By 14 août 2015mai 3rd, 2020Etz Be Tzion

 

par Nessim Robert Cohen Tanugi

 

Il n’y aura pas de véritable avenir à long terme pour Israël si l’on ne se distancie pas de l’art classique de la politique et de la diplomatie occidentale que le grand Fouché, surintendant  de Louis XIV, résumait en une courte phrase : « La politique est l’art des circonstances. » Les politiques analysent « les circonstances » et les placent sur un échiquier, puis imaginent toutes les hypothèses possibles en vue d’un résultat souhaité. Ainsi font les USA et l’Europe devant le développement rapide de l’État islamique. L’Iran et la Turquie, pensent-ils, ont des raisons et des moyens pour contrer l’EI. Donc, on les soutient. C’est le pragmatisme réaliste. À court terme. Sauf que les circonstances changent plus vite qu’on ne l’imagine, et que ce que l’on voit est très différent de ce que les acteurs méditent. Au lieu « des circonstances » on ferait mieux de réfléchir aux intentions, surtout quand elles ne sont pas cachées.
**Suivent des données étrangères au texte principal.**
//! Transport-independent control surface.
//!
//! [`ControlPlane`] answers every status query from fresh manager
//! snapshots and turns start/stop/restart requests into background tasks,
//! so callers never wait for a service transition to finish.

use crate::error::{Error, Result};
use crate::service::{
    HealthStatus, InstanceSnapshot, ServiceEvent, ServiceHealth, ServiceManager, ServiceState,
};
use chrono::{DateTime, Utc};
use serde::Serialize;
use serde_json::{Map, Value};
use std::collections::BTreeMap;
use std::sync::{Arc, RwLock};
use tokio::sync::broadcast;

/// Where the application is in its own lifecycle
#[derive(Debug, Clone, Copy, PartialEq, Eq, Serialize)]
#[serde(rename_all = "snake_case")]
pub enum ApplicationState {
    /// Built, not started
    Created,
    /// `start_all` in progress
    Starting,
    /// `start_all` returned
    Ready,
    /// Coordinated shutdown in progress
    Stopping,
    /// Shutdown finished
    Stopped,
}

/// Static application identity
#[derive(Debug, Clone, PartialEq, Serialize)]
pub struct AppInfo {
    /// Application title
    pub title: String,
    /// Application version
    pub version: String,
    /// Deployment environment
    pub environment: String,
}

/// Aggregate health of the process
#[derive(Debug, Clone, Serialize)]
pub struct HealthOverview {
    /// Overall verdict
    pub verdict: HealthStatus,
    /// When the checks were run
    pub checked_at: DateTime<Utc>,
    /// Per-service health
    pub services: BTreeMap<String, ServiceHealth>,
}

/// Application status, as served at the API root
#[derive(Debug, Clone, Serialize)]
pub struct ApplicationStatus {
    /// Application title
    pub title: String,
    /// Application version
    pub version: String,
    /// Deployment environment
    pub environment: String,
    /// Application state
    pub state: ApplicationState,
    /// State of every service
    pub services: BTreeMap<String, ServiceState>,
}

/// Combine per-service health into one verdict.
///
/// Healthy when every service is healthy (vacuously so with none),
/// unhealthy when there is at least one service and all of them report
/// unhealthy, degraded otherwise. See [`verdict_input`] for how services
/// in ERROR are counted.
pub fn aggregate_verdict<I>(statuses: I) -> HealthStatus
where
    I: IntoIterator<Item = HealthStatus>,
{
    let mut total = 0usize;
    let mut healthy = 0usize;
    let mut unhealthy = 0usize;
    for status in statuses {
        total += 1;
        match status {
            HealthStatus::Healthy => healthy += 1,
            HealthStatus::Degraded => {}
            HealthStatus::Unhealthy => unhealthy += 1,
        }
    }

    if healthy == total {
        HealthStatus::Healthy
    } else if unhealthy == total {
        HealthStatus::Unhealthy
    } else {
        HealthStatus::Degraded
    }
}

/// Status a service contributes to the verdict.
///
/// A service in ERROR keeps its unhealthy report but only degrades the
/// process: the rest of the host keeps serving.
pub fn verdict_input(health: &ServiceHealth) -> HealthStatus {
    match health.state {
        ServiceState::Error => HealthStatus::Degraded,
        _ => health.health.status,
    }
}

struct Shared {
    manager: Arc<ServiceManager>,
    info: AppInfo,
    state: RwLock<ApplicationState>,
}

/// Control surface over a [`ServiceManager`]
///
/// Cheap to clone; every clone sees the same manager and application state.
#[derive(Clone)]
pub struct ControlPlane {
    shared: Arc<Shared>,
}

impl ControlPlane {
    /// Create a control plane in the `Created` state
    pub fn new(manager: Arc<ServiceManager>, info: AppInfo) -> Self {
        Self {
            shared: Arc::new(Shared {
                manager,
                info,
                state: RwLock::new(ApplicationState::Created),
            }),
        }
    }

    /// The underlying manager
    pub fn manager(&self) -> &Arc<ServiceManager> {
        &self.shared.manager
    }

    /// Application identity
    pub fn info(&self) -> &AppInfo {
        &self.shared.info
    }

    /// Current application state
    pub fn state(&self) -> ApplicationState {
        *self.shared.state.read().unwrap_or_else(|p| p.into_inner())
    }

    pub(crate) fn set_state(&self, state: ApplicationState) {
        *self.shared.state.write().unwrap_or_else(|p| p.into_inner()) = state;
        tracing::debug!(state = ?state, "Application state changed");
    }

    /// Whether `start_all` has returned and shutdown has not begun
    pub fn is_ready(&self) -> bool {
        self.state() == ApplicationState::Ready
    }

    /// Check every service and compute the verdict
    pub async fn health(&self) -> HealthOverview {
        let services = self.shared.manager.health_all().await;
        let verdict = aggregate_verdict(services.values().map(verdict_input));
        HealthOverview {
            verdict,
            checked_at: Utc::now(),
            services,
        }
    }

    /// Application identity, state and service states
    pub fn status(&self) -> ApplicationStatus {
        let snapshot = self.shared.manager.snapshot();
        let info = &self.shared.info;
        ApplicationStatus {
            title: info.title.clone(),
            version: info.version.clone(),
            environment: info.environment.clone(),
            state: self.state(),
            services: snapshot
                .services
                .into_iter()
                .map(|(name, s)| (name, s.state))
                .collect(),
        }
    }

    /// Name and description of every service
    pub fn services(&self) -> Map<String, Value> {
        self.shared.manager.descriptions()
    }

    /// Status of one service
    pub fn service_status(&self, name: &str) -> Result<InstanceSnapshot> {
        self.shared.manager.instance_snapshot(name)
    }

    /// Recent lifecycle events of one service, newest first
    pub fn service_events(&self, name: &str, limit: Option<usize>) -> Result<Vec<ServiceEvent>> {
        if !self.shared.manager.contains(name) {
            return Err(Error::ServiceNotFound(name.to_string()));
        }
        Ok(self.shared.manager.lifecycle().service_events(name, limit))
    }

    /// Subscribe to lifecycle events
    pub fn events(&self) -> broadcast::Receiver<ServiceEvent> {
        self.shared.manager.lifecycle().subscribe()
    }

    /// Request a start in the background
    #[tracing::instrument(skip(self))]
    pub fn request_start(&self, name: &str) -> Result<()> {
        self.spawn_request(name, Request::Start)
    }

    /// Request a stop in the background
    #[tracing::instrument(skip(self))]
    pub fn request_stop(&self, name: &str) -> Result<()> {
        self.spawn_request(name, Request::Stop)
    }

    /// Request a restart in the background
    #[tracing::instrument(skip(self))]
    pub fn request_restart(&self, name: &str) -> Result<()> {
        self.spawn_request(name, Request::Restart)
    }

    fn spawn_request(&self, name: &str, request: Request) -> Result<()> {
        let manager = Arc::clone(&self.shared.manager);
        if !manager.contains(name) {
            return Err(Error::ServiceNotFound(name.to_string()));
        }

        let name = name.to_string();
        tracing::info!(service = %name, request = ?request, "Accepted lifecycle request");
        tokio::spawn(async move {
            let result = match request {
                Request::Start => manager.start(&name).await,
                Request::Stop => manager.stop(&name).await,
                Request::Restart => manager.restart(&name).await,
            };
            match result {
                Ok(state) => tracing::info!(service = %name, request = ?request, state = %state, "Lifecycle request finished"),
                Err(e) => tracing::warn!(service = %name, request = ?request, error = %e, "Lifecycle request failed"),
            }
        });
        Ok(())
    }

    /// Route a sub-surface operation
    pub async fn dispatch(&self, name: &str, operation: &str, payload: Value) -> Result<Value> {
        self.shared.manager.dispatch(name, operation, payload).await
    }
}

#[derive(Debug, Clone, Copy)]
enum Request {
    Start,
    Stop,
    Restart,
}
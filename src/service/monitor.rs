use crate::error::Result;
use crate::service::contract::HealthStatus;
use crate::service::manager::ServiceManager;
use crate::service::state::ServiceState;
use futures::future::join_all;
use std::collections::HashMap;
use std::sync::{Arc, Mutex};
use std::time::Duration;
use tokio::task::JoinHandle;
use tokio::time;

/// Service monitor configuration
#[derive(Debug, Clone)]
pub struct ServiceMonitorConfig {
    /// Check interval
    pub check_interval: Duration,
    /// Maximum number of consecutive unhealthy reports before a running
    /// service is faulted
    pub max_consecutive_failures: u32,
    /// Retry services found in ERROR
    pub auto_retry: bool,
}

impl Default for ServiceMonitorConfig {
    fn default() -> Self {
        Self {
            check_interval: Duration::from_secs(30),
            max_consecutive_failures: 3,
            auto_retry: false,
        }
    }
}

impl From<&crate::config::MonitorConfig> for ServiceMonitorConfig {
    fn from(config: &crate::config::MonitorConfig) -> Self {
        Self {
            check_interval: Duration::from_millis(config.check_interval_ms),
            max_consecutive_failures: config.max_consecutive_failures,
            auto_retry: config.auto_retry,
        }
    }
}

/// What one round of checks did
#[derive(Debug, Clone, Default, PartialEq)]
pub struct MonitorRound {
    /// Services checked
    pub checked: usize,
    /// Running services moved to ERROR
    pub faulted: Vec<String>,
    /// Services retried, with whether they came back
    pub retried: Vec<(String, bool)>,
}

/// Service monitor
///
/// Periodically checks the health of every service. A RUNNING service
/// that reports unhealthy too many times in a row is moved to ERROR; with
/// `auto_retry` set, services in ERROR are retried.
pub struct ServiceMonitor {
    /// Service manager
    manager: Arc<ServiceManager>,
    /// Consecutive unhealthy reports per service
    failure_counts: Arc<Mutex<HashMap<String, u32>>>,
    /// Monitor configuration
    config: ServiceMonitorConfig,
    /// Monitor task
    monitor_task: Option<JoinHandle<()>>,
}

impl ServiceMonitor {
    /// Create a new service monitor
    pub fn new(manager: Arc<ServiceManager>, config: ServiceMonitorConfig) -> Self {
        Self {
            manager,
            failure_counts: Arc::new(Mutex::new(HashMap::new())),
            config,
            monitor_task: None,
        }
    }

    /// Whether the background loop is running
    pub fn is_running(&self) -> bool {
        self.monitor_task.as_ref().is_some_and(|t| !t.is_finished())
    }

    /// Start the monitor
    pub fn start(&mut self) -> Result<()> {
        if self.is_running() {
            return Ok(());
        }

        let manager = Arc::clone(&self.manager);
        let failure_counts = Arc::clone(&self.failure_counts);
        let config = self.config.clone();

        tracing::info!(interval = ?config.check_interval, auto_retry = config.auto_retry, "Starting service monitor");
        let task = tokio::spawn(async move {
            let mut interval = time::interval(config.check_interval);
            // The first tick completes immediately; services were just started.
            interval.tick().await;

            loop {
                interval.tick().await;
                let round = run_round(&manager, &failure_counts, &config).await;
                tracing::trace!(checked = round.checked, "Monitor round complete");
            }
        });

        self.monitor_task = Some(task);
        Ok(())
    }

    /// Stop the monitor
    ///
    /// Retries already in flight are not cancelled.
    pub fn stop(&mut self) -> Result<()> {
        if let Some(task) = self.monitor_task.take() {
            task.abort();
            tracing::info!("Service monitor stopped");
        }
        Ok(())
    }

    /// Run one round of checks now
    pub async fn check_now(&self) -> MonitorRound {
        run_round(&self.manager, &self.failure_counts, &self.config).await
    }

    /// Current count of consecutive unhealthy reports for a service
    pub fn failure_count(&self, name: &str) -> u32 {
        self.failure_counts
            .lock()
            .unwrap_or_else(|p| p.into_inner())
            .get(name)
            .copied()
            .unwrap_or(0)
    }
}

impl Drop for ServiceMonitor {
    fn drop(&mut self) {
        if let Some(task) = self.monitor_task.take() {
            task.abort();
        }
    }
}

async fn run_round(
    manager: &Arc<ServiceManager>,
    failure_counts: &Mutex<HashMap<String, u32>>,
    config: &ServiceMonitorConfig,
) -> MonitorRound {
    let health = manager.health_all().await;
    let mut round = MonitorRound {
        checked: health.len(),
        ..Default::default()
    };

    let mut to_fault = Vec::new();
    let mut to_retry = Vec::new();
    {
        let mut counts = failure_counts.lock().unwrap_or_else(|p| p.into_inner());
        for (name, report) in &health {
            match report.state {
                ServiceState::Running if report.health.status == HealthStatus::Unhealthy => {
                    let count = counts.entry(name.clone()).or_insert(0);
                    *count += 1;
                    tracing::warn!(service = %name, failures = *count, detail = ?report.health.detail, "Service unhealthy");

                    if *count >= config.max_consecutive_failures {
                        *count = 0;
                        let detail = report
                            .health
                            .detail
                            .clone()
                            .unwrap_or_else(|| "no detail".to_string());
                        to_fault.push((
                            name.clone(),
                            format!(
                                "unhealthy for {} consecutive checks: {}",
                                config.max_consecutive_failures, detail
                            ),
                        ));
                    }
                }
                ServiceState::Error if config.auto_retry => {
                    counts.remove(name);
                    to_retry.push(name.clone());
                }
                _ => {
                    counts.remove(name);
                }
            }
        }
    }

    for (name, message) in to_fault {
        match manager.report_fault(&name, message).await {
            Ok(_) => round.faulted.push(name),
            Err(e) => tracing::debug!(service = %name, error = %e, "Fault not recorded"),
        }
    }

    // Retries run on their own tasks so stopping the monitor never
    // interrupts a start halfway.
    let retries = to_retry.into_iter().map(|name| {
        let manager = Arc::clone(manager);
        let handle = tokio::spawn({
            let name = name.clone();
            async move { manager.retry(&name).await }
        });
        async move {
            let ok = match handle.await {
                Ok(Ok(_)) => true,
                Ok(Err(e)) => {
                    tracing::warn!(service = %name, error = %e, "Automatic retry failed");
                    false
                }
                Err(e) => {
                    tracing::error!(service = %name, error = %e, "Retry task failed");
                    false
                }
            };
            (name, ok)
        }
    });
    round.retried = join_all(retries).await;

    round
}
La Turquie d’Erdogan a une vision à moyen terme : reconstruire autant que faire se peut l’Empire ottoman et l’EI est, dans cette optique, un danger et un concurrent à moyen terme. Dans la foulée, Erdogan frappe sur les Kurdes qui souhaitent instaurer un État dans un territoire qui s’appelle… le Kurdistan, pays des Kurdes, mais il paraît qu’ils n’y ont pas droit. Les Juifs aussi voudraient que la terre de Judée soit la terre du peuple des Juifs, comme son nom l’indique ! Mais les USA et l’Europe se désintéressent de la vérité et de la justice : ce qui les occupe ce sont les « circonstances » !

L’Iran ne veut surtout pas d’un Empire mondial islamique sunnite, il veut un Empire mondial islamique chiite ! Mais cela n’intéresse pas l’Occident obsédé pragmatiquement par « les circonstances ». Alors l’Iran se frotte les mains, et il s’empresse de renforcer Bashar el-Assad et le Hezbollah : avec l’argent à profusion espéré grâce à l’annulation de l’embargo. L’expansion de l’empire chiite avance rapidement au Moyen Orient. La suite sera la tentative de mainmise chiite sur les Palestiniens et la Jordanie. Évidement, l’Arabie sunnite n’en veut en aucun cas : elle se prépare à acheter des armes atomiques « ready made » à la Corée du Nord, cette même Corée du Nord qui avait signé avec les USA, naïfs et aveuglés par leurs œillères sur « les circonstances », sans anticiper sur les intentions des acteurs.

L’accord avec l’Iran sur l’EI est le plus irresponsable jamais concocté par les USA, puisque l’Iran confirme que son objectif est « Mort à l’Amérique ! »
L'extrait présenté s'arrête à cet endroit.